The Splitit service also arrives amid the Consumer Financial Protection Bureau’s investigation into BNPL services and their contribution to consumer debt. In particular, installment payment apps have been blamed for driving young customers into debt while they shopped for fashion and beauty products over the past few years. The new service also debuts as some of Splitit’s competitors look to streamline operations and cut costs. Klarna, for instance, laid off 10% of its corporate workforce this week.
Sheth said that the white-label installments could help create a sense of trust among customers, “because they’re dealing directly with the retailer they’re shopping from” as opposed to a BNPL app.
LendingTree chief credit analyst Matt Schulz said Splitit’s white-label offering “is an interesting way to do things because the BNPL phenomenon exploded, at least in part, because it was an alternative to credit cards.” Schulz pointed to a new Federal Reserve report that showed that 53% of BNPL users said they used the option because they did not want to use a credit card.
Sheth said that as the BNPL industry faces more scrutiny, providers like Splitit will have to focus on customer education and brand trust.

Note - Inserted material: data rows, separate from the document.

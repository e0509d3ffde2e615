//! End to end bootstrap of a fresh secret store followed by service access,
//! run against the in-memory backend.

mod common;

use common::{init_logging, store_client, SERVICE_POLICY};
use merka_secrets::{
    BackendState, ConsulRole, CreateTokenParameters, ErrorKind, InMemoryBackend, KvVersion,
    SecretClient, SecretConfig, SecretStoreClient, VaultSecretClient,
};
use std::collections::HashMap;
use std::sync::Arc;

#[tokio::test]
async fn test_fresh_store_to_working_service() {
    init_logging();
    let backend = Arc::new(InMemoryBackend::new());
    let store = store_client(&backend);

    assert_eq!(store.current_state().await.unwrap(), BackendState::Uninitialized);
    assert_eq!(
        store.unseal(&["c2hhcmU=".to_string()]).await.unwrap_err().kind(),
        ErrorKind::PreconditionFailed
    );

    let init = store.init(3, 5).await.unwrap();
    assert_eq!(init.keys_base64.len(), 5);
    assert_eq!(store.init(3, 5).await.unwrap_err().kind(), ErrorKind::AlreadyInitialized);

    for (i, key) in init.keys_base64.iter().take(3).enumerate() {
        let progress = store.unseal(std::slice::from_ref(key)).await.unwrap();
        assert_eq!(progress.sealed, i < 2, "after share {}", i + 1);
    }
    assert_eq!(store.current_state().await.unwrap(), BackendState::Ready);

    let root = init.root_token.as_str();
    store.install_policy(root, "service", SERVICE_POLICY).await.unwrap();
    store.enable_kv_secret_engine(root, "secret", "1").await.unwrap();
    store.enable_kv_secret_engine(root, "secret", "1").await.unwrap();
    assert_eq!(
        store.enable_kv_secret_engine(root, "secret", "2").await.unwrap_err().kind(),
        ErrorKind::Conflict
    );

    let auth = store
        .create_token(
            root,
            &CreateTokenParameters::new()
                .policies(&["service"])
                .ttl("1h")
                .display_name("core-data"),
        )
        .await
        .unwrap();
    let service_token = auth["client_token"].as_str().unwrap().to_string();

    let config = SecretConfig::default()
        .with_base_path("secret", "edge/core-data")
        .with_kv_version(KvVersion::V1);
    let client = VaultSecretClient::with_token(config, backend.clone(), &service_token)
        .await
        .unwrap();
    let written: HashMap<String, String> =
        HashMap::from([("password".to_string(), "s3cr3t".to_string())]);
    client.store_secrets("db", &written).await.unwrap();
    assert_eq!(client.get_secrets("db", &["password"]).await.unwrap(), written);
}

#[tokio::test]
async fn test_revoked_accessor_locks_out_service() {
    let backend = Arc::new(InMemoryBackend::dev());
    let store = store_client(&backend);
    store.install_policy("root", "service", SERVICE_POLICY).await.unwrap();

    let auth = store
        .create_token("root", &CreateTokenParameters::new().policies(&["service"]))
        .await
        .unwrap();
    let token = auth["client_token"].as_str().unwrap().to_string();
    let accessor = auth["accessor"].as_str().unwrap().to_string();

    let meta = store.lookup_token_accessor("root", &accessor).await.unwrap();
    assert!(meta.policies.contains(&"service".to_string()));
    assert_eq!(store.lookup_token(&token).await.unwrap().accessor, accessor);

    store.revoke_token_accessor("root", &accessor).await.unwrap();
    assert_eq!(
        store.lookup_token(&token).await.unwrap_err().kind(),
        ErrorKind::Unauthorized
    );
}

#[tokio::test]
async fn test_consul_bootstrap_order() {
    let backend = Arc::new(InMemoryBackend::dev());
    let store = store_client(&backend);
    let role = ConsulRole::new("core-data", vec!["core-data-acl".to_string()]);

    assert_eq!(
        store
            .configure_consul_access("root", "bootstrap", "localhost", 8500)
            .await
            .unwrap_err()
            .kind(),
        ErrorKind::PreconditionFailed
    );

    store.enable_consul_secret_engine("root", "consul", "1h").await.unwrap();
    assert!(store
        .check_secret_engine_installed("root", "consul", "consul")
        .await
        .unwrap());
    store
        .configure_consul_access("root", "bootstrap", "localhost", 8500)
        .await
        .unwrap();
    store.create_role("root", &role).await.unwrap();

    store.install_policy("root", "service", SERVICE_POLICY).await.unwrap();
    let token = backend.issue_token(&["service"], None);
    let client = VaultSecretClient::with_token(SecretConfig::default(), backend.clone(), &token)
        .await
        .unwrap();
    let first = client.generate_consul_token("core-data").await.unwrap();
    assert_ne!(first, client.generate_consul_token("core-data").await.unwrap());
}

#[tokio::test]
async fn test_service_login_carries_identity() {
    let backend = Arc::new(InMemoryBackend::dev());
    let store = store_client(&backend);
    let policies = vec!["service".to_string()];
    store.install_policy("root", "service", SERVICE_POLICY).await.unwrap();

    store.enable_password_auth("root", "userpass").await.unwrap();
    store
        .create_or_update_user("root", "userpass", "core-data", "pw", "1h", &policies)
        .await
        .unwrap();
    let handle = store.lookup_auth_handle("root", "userpass").await.unwrap();

    assert_eq!(
        store
            .bind_user_to_identity("root", "missing-entity", &handle, "core-data")
            .await
            .unwrap_err()
            .kind(),
        ErrorKind::PreconditionFailed
    );
    let id = store
        .create_or_update_identity("root", "core-data", &HashMap::new(), &policies)
        .await
        .unwrap();
    store
        .bind_user_to_identity("root", &id, &handle, "core-data")
        .await
        .unwrap();

    store
        .create_named_identity_key("root", "edgex-identity", "ES384")
        .await
        .unwrap();
    store
        .create_or_update_identity_role("root", "core-data", "edgex-identity", "", "1h")
        .await
        .unwrap();

    let auth = store
        .internal_service_login("", "userpass", "core-data", "pw")
        .await
        .unwrap();
    let token = auth["client_token"].as_str().unwrap();
    let client = VaultSecretClient::with_token(SecretConfig::default(), backend.clone(), token)
        .await
        .unwrap();
    let jwt = client.get_self_jwt("core-data").await.unwrap();
    assert!(client.is_jwt_valid(&jwt).await.unwrap());
}
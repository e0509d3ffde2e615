//! Identity entities, entity aliases and the OIDC signing keys and roles
//! behind self-issued JWTs.

use crate::vault::auth::auth_handle_exists;
use crate::vault::common::{call, require_name, require_token, str_field, string_list};
use crate::vault::transport::{BackendRequest, Transport};
use crate::vault::SecretsError;
use base64::engine::general_purpose::STANDARD;
use base64::Engine;
use serde_json::{json, Value};
use std::collections::HashMap;
use tracing::{debug, info};

/// Signing algorithms accepted for named identity keys.
pub const KEY_ALGORITHMS: &[&str] = &["RS256", "RS384", "RS512", "ES256", "ES384", "ES512", "EdDSA"];

/// Creates the entity `name`, or updates its metadata and policies if it
/// exists. Returns the entity id.
pub async fn create_or_update_identity(
    transport: &dyn Transport,
    token: &str,
    name: &str,
    metadata: &HashMap<String, String>,
    policies: &[String],
) -> Result<String, SecretsError> {
    require_token(token)?;
    require_name(name, "identity name")?;

    let body = call(
        transport,
        BackendRequest::post("/v1/identity/entity")
            .with_token(token)
            .with_body(json!({
                "name": name,
                "metadata": metadata,
                "policies": policies,
            })),
    )
    .await?;

    // Updates of an existing entity answer 204 without a body
    match body.pointer("/data/id").and_then(Value::as_str) {
        Some(id) => {
            info!("Created identity '{}'", name);
            Ok(id.to_string())
        }
        None => {
            debug!("Identity '{}' updated in place, looking up its id", name);
            lookup_identity(transport, token, name).await
        }
    }
}

pub async fn delete_identity(
    transport: &dyn Transport,
    token: &str,
    name: &str,
) -> Result<(), SecretsError> {
    require_token(token)?;
    require_name(name, "identity name")?;
    call(
        transport,
        BackendRequest::delete(format!("/v1/identity/entity/name/{}", name)).with_token(token),
    )
    .await?;
    info!("Deleted identity '{}'", name);
    Ok(())
}

/// Returns the entity id for `name`.
pub async fn lookup_identity(
    transport: &dyn Transport,
    token: &str,
    name: &str,
) -> Result<String, SecretsError> {
    require_token(token)?;
    require_name(name, "identity name")?;
    let body = call(
        transport,
        BackendRequest::get(format!("/v1/identity/entity/name/{}", name)).with_token(token),
    )
    .await?;
    body.pointer("/data/id")
        .and_then(Value::as_str)
        .map(str::to_string)
        .ok_or_else(|| SecretsError::NotFound(format!("identity '{}'", name)))
}

async fn identity_exists(
    transport: &dyn Transport,
    token: &str,
    identity_id: &str,
) -> Result<bool, SecretsError> {
    let result = call(
        transport,
        BackendRequest::get(format!("/v1/identity/entity/id/{}", identity_id)).with_token(token),
    )
    .await;
    match result {
        Ok(body) => Ok(body.pointer("/data/id").is_some()),
        Err(SecretsError::NotFound(_)) => Ok(false),
        Err(e) => Err(e),
    }
}

/// Binds `username` of the auth method behind `auth_handle` to the entity
/// `identity_id`, so logins as that user carry the entity.
pub async fn bind_user_to_identity(
    transport: &dyn Transport,
    token: &str,
    identity_id: &str,
    auth_handle: &str,
    username: &str,
) -> Result<(), SecretsError> {
    require_token(token)?;
    require_name(identity_id, "identity id")?;
    require_name(auth_handle, "auth handle")?;
    require_name(username, "username")?;

    if !auth_handle_exists(transport, token, auth_handle).await? {
        return Err(SecretsError::PreconditionFailed(format!(
            "auth handle '{}' does not belong to an enabled auth method",
            auth_handle
        )));
    }
    if !identity_exists(transport, token, identity_id).await? {
        return Err(SecretsError::PreconditionFailed(format!(
            "identity '{}' does not exist",
            identity_id
        )));
    }

    let result = call(
        transport,
        BackendRequest::post("/v1/identity/entity-alias")
            .with_token(token)
            .with_body(json!({
                "name": username,
                "canonical_id": identity_id,
                "mount_accessor": auth_handle,
            })),
    )
    .await;
    match result {
        Ok(_) => {
            info!("Bound user '{}' to identity {}", username, identity_id);
            Ok(())
        }
        Err(SecretsError::Invalid(reason)) if reason.contains("already") => {
            Err(SecretsError::Conflict(reason))
        }
        Err(e) => Err(e),
    }
}

pub async fn check_identity_key_exists(
    transport: &dyn Transport,
    token: &str,
    key_name: &str,
) -> Result<bool, SecretsError> {
    require_token(token)?;
    require_name(key_name, "key name")?;
    let result = call(
        transport,
        BackendRequest::list("/v1/identity/oidc/key").with_token(token),
    )
    .await;
    match result {
        Ok(body) => Ok(string_list(&body, "/data/keys")
            .iter()
            .any(|key| key == key_name)),
        // Listing an empty key set answers 404
        Err(SecretsError::NotFound(_)) => Ok(false),
        Err(e) => Err(e),
    }
}

pub async fn create_named_identity_key(
    transport: &dyn Transport,
    token: &str,
    key_name: &str,
    algorithm: &str,
) -> Result<(), SecretsError> {
    if !KEY_ALGORITHMS.contains(&algorithm) {
        return Err(SecretsError::Invalid(format!(
            "unsupported signing algorithm '{}'",
            algorithm
        )));
    }

    if check_identity_key_exists(transport, token, key_name).await? {
        let body = call(
            transport,
            BackendRequest::get(format!("/v1/identity/oidc/key/{}", key_name)).with_token(token),
        )
        .await?;
        let existing = str_field(&body, "/data/algorithm")?;
        if existing == algorithm {
            info!("Identity key '{}' already exists, continuing", key_name);
            return Ok(());
        }
        return Err(SecretsError::Conflict(format!(
            "identity key '{}' exists with algorithm {}, requested {}",
            key_name, existing, algorithm
        )));
    }

    call(
        transport,
        BackendRequest::post(format!("/v1/identity/oidc/key/{}", key_name))
            .with_token(token)
            .with_body(json!({
                "algorithm": algorithm,
                "allowed_client_ids": ["*"],
            })),
    )
    .await?;
    info!("Created identity key '{}' ({})", key_name, algorithm);
    Ok(())
}

/// A role template must be a JSON object, given raw or base64 encoded.
fn validate_template(template: &str) -> Result<(), SecretsError> {
    if template.trim().is_empty() {
        return Ok(());
    }
    let raw = match serde_json::from_str::<Value>(template) {
        Ok(value) => value,
        Err(_) => STANDARD
            .decode(template.trim())
            .ok()
            .and_then(|bytes| serde_json::from_slice::<Value>(&bytes).ok())
            .ok_or_else(|| {
                SecretsError::Invalid("role template is neither JSON nor base64 JSON".to_string())
            })?,
    };
    if !raw.is_object() {
        return Err(SecretsError::Invalid(
            "role template must be a JSON object".to_string(),
        ));
    }
    Ok(())
}

pub async fn create_or_update_identity_role(
    transport: &dyn Transport,
    token: &str,
    role_name: &str,
    key_name: &str,
    template: &str,
    jwt_ttl: &str,
) -> Result<(), SecretsError> {
    require_name(role_name, "role name")?;
    validate_template(template)?;

    if !check_identity_key_exists(transport, token, key_name).await? {
        return Err(SecretsError::PreconditionFailed(format!(
            "identity key '{}' must exist before role '{}' can use it",
            key_name, role_name
        )));
    }

    call(
        transport,
        BackendRequest::post(format!("/v1/identity/oidc/role/{}", role_name))
            .with_token(token)
            .with_body(json!({
                "key": key_name,
                "template": template,
                "ttl": jwt_ttl,
            })),
    )
    .await?;
    info!("Created or updated identity role '{}'", role_name);
    Ok(())
}
//! reqwest based [`Transport`] for the backend's HTTP API.
//!
//! This is the production transport: it adds the token and namespace
//! headers, applies the request timeout and the optional CA bundle, and
//! retries connection failures according to the configured [`RetryPolicy`].

use crate::vault::transport::{BackendRequest, BackendResponse, RequestMethod, Transport};
use crate::vault::{RetryPolicy, SecretConfig, SecretsError};
use async_trait::async_trait;
use reqwest::{Certificate, Client, Method, StatusCode};
use serde_json::{json, Value};
use std::time::Duration;
use tracing::{debug, warn};

/// HTTP transport talking to a single backend address.
pub struct HttpTransport {
    /// Base URL of the backend
    addr: String,
    namespace: Option<String>,
    retry: RetryPolicy,
    /// HTTP client for making requests
    client: Client,
}

impl HttpTransport {
    /// Creates a transport for the address, TLS and retry settings in `config`.
    pub fn new(config: &SecretConfig) -> Result<Self, SecretsError> {
        Self::with_base_url(&config.url(), config)
    }

    /// Like [`HttpTransport::new`] but with an explicit base URL.
    pub fn with_base_url(addr: &str, config: &SecretConfig) -> Result<Self, SecretsError> {
        let mut builder = Client::builder().timeout(Duration::from_secs(config.timeout_secs));

        if let Some(ca_path) = &config.root_ca_cert_path {
            let pem = std::fs::read(ca_path).map_err(|e| {
                SecretsError::Invalid(format!("failed to read CA certificate {}: {}", ca_path, e))
            })?;
            let cert = Certificate::from_pem(&pem).map_err(|e| {
                SecretsError::Invalid(format!("invalid CA certificate {}: {}", ca_path, e))
            })?;
            builder = builder.add_root_certificate(cert);
        }

        let client = builder.build().map_err(|e| {
            SecretsError::Unreachable(format!("Failed to create HTTP client: {}", e))
        })?;

        Ok(Self {
            addr: addr.trim_end_matches('/').to_string(),
            namespace: config.namespace.clone(),
            retry: config.retry.clone(),
            client,
        })
    }

    pub fn addr(&self) -> &str {
        &self.addr
    }

    fn build(&self, request: &BackendRequest) -> reqwest::RequestBuilder {
        let url = format!("{}{}", self.addr, request.path);
        let mut builder = match request.method {
            RequestMethod::Get => self.client.request(Method::GET, &url),
            RequestMethod::Put => self.client.request(Method::PUT, &url),
            RequestMethod::Post => self.client.request(Method::POST, &url),
            RequestMethod::Delete => self.client.request(Method::DELETE, &url),
            RequestMethod::List => self
                .client
                .request(Method::GET, &url)
                .query(&[("list", "true")]),
        };

        if let Some(token) = &request.token {
            builder = builder.header("X-Vault-Token", token);
        }
        if let Some(namespace) = &self.namespace {
            builder = builder.header("X-Vault-Namespace", namespace);
        }
        if let Some(body) = &request.body {
            builder = builder.json(body);
        }
        builder
    }
}

#[async_trait]
impl Transport for HttpTransport {
    async fn send(&self, request: BackendRequest) -> Result<BackendResponse, SecretsError> {
        let attempts = self.retry.attempts.max(1);
        let mut attempt = 1;

        let response = loop {
            debug!("{:?} {} (attempt {})", request.method, request.path, attempt);
            match self.build(&request).send().await {
                Ok(response) => break response,
                Err(e) if attempt < attempts => {
                    warn!(
                        "Request to {} failed (attempt {}/{}): {}",
                        request.path, attempt, attempts, e
                    );
                    tokio::time::sleep(self.retry.backoff() * attempt).await;
                    attempt += 1;
                }
                Err(e) => {
                    return Err(SecretsError::Unreachable(format!("Request failed: {}", e)));
                }
            }
        };

        let status = response.status();
        // Return an empty JSON object for 204 No Content responses
        if status == StatusCode::NO_CONTENT {
            return Ok(BackendResponse::new(status.as_u16(), json!({})));
        }

        let text = response.text().await?;
        let body = if text.trim().is_empty() {
            json!({})
        } else {
            match serde_json::from_str::<Value>(&text) {
                Ok(value) => value,
                Err(e) if status.is_success() => {
                    return Err(SecretsError::malformed(format!(
                        "failed to parse response from {}: {}",
                        request.path, e
                    )))
                }
                // Error pages are not always JSON; keep the text for the message
                Err(_) => Value::String(text),
            }
        };

        Ok(BackendResponse::new(status.as_u16(), body))
    }
}

#[cfg(test)]
mod tests {
    use super::*;
    use crate::vault::ErrorKind;
    use wiremock::matchers::{body_json, header, method, path, query_param};
    use wiremock::{Mock, MockServer, ResponseTemplate};

    fn transport_for(server: &MockServer, config: &SecretConfig) -> HttpTransport {
        HttpTransport::with_base_url(&server.uri(), config).unwrap()
    }

    #[tokio::test]
    async fn test_sends_token_and_namespace_headers() {
        let server = MockServer::start().await;
        Mock::given(method("GET"))
            .and(path("/v1/secret/app"))
            .and(header("X-Vault-Token", "s.app-token"))
            .and(header("X-Vault-Namespace", "edge"))
            .respond_with(
                ResponseTemplate::new(200).set_body_json(json!({"data": {"user": "admin"}})),
            )
            .expect(1)
            .mount(&server)
            .await;

        let config = SecretConfig::default().with_namespace("edge");
        let transport = transport_for(&server, &config);
        let response = transport
            .send(BackendRequest::get("/v1/secret/app").with_token("s.app-token"))
            .await
            .unwrap();

        assert_eq!(response.status, 200);
        assert_eq!(response.body["data"]["user"], "admin");
    }

    #[tokio::test]
    async fn test_list_uses_list_query_parameter() {
        let server = MockServer::start().await;
        Mock::given(method("GET"))
            .and(path("/v1/secret/app"))
            .and(query_param("list", "true"))
            .respond_with(
                ResponseTemplate::new(200).set_body_json(json!({"data": {"keys": ["a", "b/"]}})),
            )
            .mount(&server)
            .await;

        let transport = transport_for(&server, &SecretConfig::default());
        let response = transport
            .send(BackendRequest::list("/v1/secret/app"))
            .await
            .unwrap();
        assert_eq!(response.body["data"]["keys"][1], "b/");
    }

    #[tokio::test]
    async fn test_no_content_becomes_empty_object() {
        let server = MockServer::start().await;
        Mock::given(method("POST"))
            .and(path("/v1/sys/policies/acl/reader"))
            .and(body_json(json!({"policy": "path \"secret/*\" {}"})))
            .respond_with(ResponseTemplate::new(204))
            .mount(&server)
            .await;

        let transport = transport_for(&server, &SecretConfig::default());
        let response = transport
            .send(
                BackendRequest::post("/v1/sys/policies/acl/reader")
                    .with_body(json!({"policy": "path \"secret/*\" {}"})),
            )
            .await
            .unwrap();
        assert_eq!(response.status, 204);
        assert_eq!(response.body, json!({}));
    }

    #[tokio::test]
    async fn test_error_statuses_are_returned_not_raised() {
        let server = MockServer::start().await;
        Mock::given(method("GET"))
            .and(path("/v1/secret/missing"))
            .respond_with(ResponseTemplate::new(404).set_body_json(json!({"errors": []})))
            .mount(&server)
            .await;
        Mock::given(method("GET"))
            .and(path("/v1/secret/html"))
            .respond_with(ResponseTemplate::new(502).set_body_string("<html>bad gateway</html>"))
            .mount(&server)
            .await;

        let transport = transport_for(&server, &SecretConfig::default());
        let missing = transport
            .send(BackendRequest::get("/v1/secret/missing"))
            .await
            .unwrap();
        assert_eq!(missing.status, 404);

        let html = transport
            .send(BackendRequest::get("/v1/secret/html"))
            .await
            .unwrap();
        assert_eq!(html.status, 502);
        assert_eq!(html.body, Value::String("<html>bad gateway</html>".into()));
    }

    #[tokio::test]
    async fn test_connection_failure_is_unreachable_after_retries() {
        let config = SecretConfig::default().with_retry(RetryPolicy {
            attempts: 2,
            backoff_ms: 10,
        });
        let transport = HttpTransport::with_base_url("http://127.0.0.1:9", &config).unwrap();
        let err = transport
            .send(BackendRequest::get("/v1/sys/health"))
            .await
            .unwrap_err();
        assert_eq!(err.kind(), ErrorKind::Unreachable);
    }

    #[test]
    fn test_missing_ca_certificate_is_invalid() {
        let config = SecretConfig::default().with_tls("/nonexistent/ca.pem");
        let err = HttpTransport::new(&config).err().unwrap();
        assert_eq!(err.kind(), ErrorKind::Invalid);
    }
}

“With inflation hitting record highs, consumers are wary about taking out new loans and the BNPL industry is being negatively impacted by those concerns,” said Sheth. At the same time, he added that “investor confidence is wavering because consumer default rates are rising and the BNPL space faces the likelihood of increased regulation.”
“Ultimately, this is still about making it as easy as possible for people to buy more things in the ways they want to,” Schulz explained. “Shoppers love BNPL because it is often interest-free and easier to understand than a credit card. Retailers love BNPL because people spend more when they use it.”